Tung's acupuncture techniques were passed down over generations only within the Tung family. Tung Ching Chang was the last descendant of the Tung family to practice this unique style, and he decided to accept his first disciple, Lin Ju Chu, outside the Tung family in 1962 in Taipei, Taiwan, bringing the unique style to generations of practitioners to come. Dr Lin Ju Chu moved to the US, where he had only one disciple: Calvin Chien (L.Ac and OMD in California), who now has a clinic in the USA.

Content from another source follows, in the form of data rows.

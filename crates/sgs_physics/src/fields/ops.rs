// crates/sgs_physics/src/fields/ops.rs

//! 场代数运算
//!
//! 加减要求量纲一致；乘除组合量纲。标量场可与任意类型的场相乘。

use glam::DMat3;
use std::ops::{Add, Div, Mul, Neg, Sub};

use super::{Field, FieldValue, ScalarField, SymmTensor, SymmTensorField, TensorField, VectorField};

impl<T: FieldValue> Add<&Field<T>> for &Field<T> {
    type Output = Field<T>;

    #[track_caller]
    fn add(self, rhs: &Field<T>) -> Field<T> {
        self.dimensions.assert_same(&rhs.dimensions, "add");
        self.zip_map(
            rhs,
            format!("({} + {})", self.name, rhs.name),
            self.dimensions,
            |a, b| a + b,
        )
    }
}

impl<T: FieldValue> Sub<&Field<T>> for &Field<T> {
    type Output = Field<T>;

    #[track_caller]
    fn sub(self, rhs: &Field<T>) -> Field<T> {
        self.dimensions.assert_same(&rhs.dimensions, "subtract");
        self.zip_map(
            rhs,
            format!("({} - {})", self.name, rhs.name),
            self.dimensions,
            |a, b| a - b,
        )
    }
}

impl<T: FieldValue> Mul<f64> for &Field<T> {
    type Output = Field<T>;

    fn mul(self, s: f64) -> Field<T> {
        self.map(format!("{}*{}", s, self.name), self.dimensions, |v| v * s)
    }
}

impl<T: FieldValue> Neg for &Field<T> {
    type Output = Field<T>;

    fn neg(self) -> Field<T> {
        self.map(format!("-{}", self.name), self.dimensions, |v| v * -1.0)
    }
}

/// 标量场 × 任意场
impl<T: FieldValue> Mul<&Field<T>> for &ScalarField {
    type Output = Field<T>;

    #[track_caller]
    fn mul(self, rhs: &Field<T>) -> Field<T> {
        self.zip_map(
            rhs,
            format!("{}*{}", self.name, rhs.name),
            self.dimensions * rhs.dimensions,
            |a, b| b * a,
        )
    }
}

impl Div<&ScalarField> for &ScalarField {
    type Output = ScalarField;

    #[track_caller]
    fn div(self, rhs: &ScalarField) -> ScalarField {
        self.zip_map(
            rhs,
            format!("{}/{}", self.name, rhs.name),
            self.dimensions / rhs.dimensions,
            |a, b| a / b,
        )
    }
}

// ========== 标量场 ==========

impl ScalarField {
    /// 平方
    pub fn sqr(&self) -> ScalarField {
        self.map(
            format!("sqr({})", self.name),
            self.dimensions * self.dimensions,
            |x| x * x,
        )
    }

    /// 平方根
    pub fn sqrt(&self) -> ScalarField {
        self.map(format!("sqrt({})", self.name), self.dimensions.sqrt(), f64::sqrt)
    }

    /// 实数次幂
    pub fn powf(&self, p: f64) -> ScalarField {
        self.map(
            format!("pow({},{})", self.name, p),
            self.dimensions.powf(p),
            |x| x.powf(p),
        )
    }

    /// 逐点最大值
    #[track_caller]
    pub fn max_field(&self, other: &ScalarField) -> ScalarField {
        self.dimensions.assert_same(&other.dimensions, "max");
        self.zip_map(
            other,
            format!("max({},{})", self.name, other.name),
            self.dimensions,
            f64::max,
        )
    }

    /// 以 `floor` 为下限逐点截断，同时返回被截断的元素数
    #[track_caller]
    pub fn clip_min(&self, floor: &ScalarField) -> (ScalarField, usize) {
        let clipped = self.max_field(floor);
        let count = self
            .values
            .iter()
            .zip(floor.values.iter())
            .filter(|&(&v, &f)| v < f || v.is_nan())
            .count();
        (clipped, count)
    }

    /// 最小值
    pub fn min(&self) -> f64 {
        self.values.iter().copied().fold(f64::INFINITY, f64::min)
    }

    /// 最大值
    pub fn max(&self) -> f64 {
        self.values.iter().copied().fold(f64::NEG_INFINITY, f64::max)
    }

    /// 算术平均
    pub fn mean(&self) -> f64 {
        if self.values.is_empty() {
            return 0.0;
        }
        self.values.iter().sum::<f64>() / self.values.len() as f64
    }

    /// 加权平均（如体积加权）
    pub fn weighted_mean(&self, weights: &[f64]) -> f64 {
        let (sum, total) = self
            .values
            .iter()
            .zip(weights.iter())
            .fold((0.0, 0.0), |(s, w), (&x, &wi)| (s + x * wi, w + wi));
        if total > 0.0 {
            sum / total
        } else {
            0.0
        }
    }
}

// ========== 向量场 ==========

impl VectorField {
    /// 模平方 `U·U`
    pub fn mag_sqr(&self) -> ScalarField {
        self.map(
            format!("magSqr({})", self.name),
            self.dimensions * self.dimensions,
            |v| v.length_squared(),
        )
    }

    /// 模
    pub fn mag(&self) -> ScalarField {
        self.map(format!("mag({})", self.name), self.dimensions, |v| v.length())
    }

    /// 点积
    #[track_caller]
    pub fn dot(&self, other: &VectorField) -> ScalarField {
        self.zip_map(
            other,
            format!("({} & {})", self.name, other.name),
            self.dimensions * other.dimensions,
            |a, b| a.dot(b),
        )
    }

    /// 外积 `a ⊗ b`，`(a⊗b)_ij = a_i b_j`
    #[track_caller]
    pub fn outer(&self, other: &VectorField) -> TensorField {
        self.zip_map(
            other,
            format!("({} * {})", self.name, other.name),
            self.dimensions * other.dimensions,
            |a, b| DMat3::from_cols(a * b.x, a * b.y, a * b.z),
        )
    }

    /// 自外积 `U ⊗ U`
    pub fn sqr(&self) -> SymmTensorField {
        self.map(
            format!("sqr({})", self.name),
            self.dimensions * self.dimensions,
            SymmTensor::from_outer,
        )
    }
}

// ========== 张量场 ==========

impl TensorField {
    /// 对称部分
    pub fn symm(&self) -> SymmTensorField {
        self.map(format!("symm({})", self.name), self.dimensions, |t: DMat3| {
            SymmTensor::symm(&t)
        })
    }

    /// `T + Tᵀ`
    pub fn two_symm(&self) -> SymmTensorField {
        self.map(format!("twoSymm({})", self.name), self.dimensions, |t: DMat3| {
            SymmTensor::two_symm(&t)
        })
    }
}

// ========== 对称张量场 ==========

impl SymmTensorField {
    /// 偏量部分
    pub fn dev(&self) -> SymmTensorField {
        self.map(format!("dev({})", self.name), self.dimensions, |t| t.dev())
    }

    /// 迹
    pub fn tr(&self) -> ScalarField {
        self.map(format!("tr({})", self.name), self.dimensions, |t| t.tr())
    }

    /// 模平方
    pub fn mag_sqr(&self) -> ScalarField {
        self.map(
            format!("magSqr({})", self.name),
            self.dimensions * self.dimensions,
            |t| t.mag_sqr(),
        )
    }

    /// 模
    pub fn mag(&self) -> ScalarField {
        self.map(format!("mag({})", self.name), self.dimensions, |t| t.mag())
    }

    /// 双点积 `A:B`
    #[track_caller]
    pub fn double_dot(&self, other: &SymmTensorField) -> ScalarField {
        self.zip_map(
            other,
            format!("({} && {})", self.name, other.name),
            self.dimensions * other.dimensions,
            |a, b| a.double_dot(&b),
        )
    }

    /// 各向同性张量场 `s·I`
    pub fn isotropic(s: &ScalarField) -> SymmTensorField {
        s.map(format!("{}*I", s.name), s.dimensions, |x| {
            SymmTensor::IDENTITY * x
        })
    }
}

In 1970s, Taiwan began the process of formal licensing for doctors of Chinese medicine, and Tung was denied a license and forced out of practice due to not having formal schooling. He soon after died in 1975.

==Tung's points==
Tung's acupuncture is a system of acupuncture based on a five zang six fu channel system rather than the traditional 14 channels of acupuncture. The points are classified according to the five elements and five zang channel system. In addition, Tung uses a corresponding palmar diagnosis method also based on the five elements and five zang channel system. Tung's acupuncture incorporates methods of holographic imaging, needling in the extremities, blood letting, and inserting three needles in succession in a therapeutic region. Tung's acupuncture is characterized by its simplicity, ease of use, and great clinical efficacy.

==Legacy==
Over the course of his life, Tung trained 73 students who went on to continue teaching his style of acupuncture. In 1973, Tung authored his publication Tung’s Acupuncture, Its Regular Channels & Unique Points.

Dr. Miriam Lee and Dr. Wei-Chieh Young, two of his students, introduced Tung's Points to the U.S.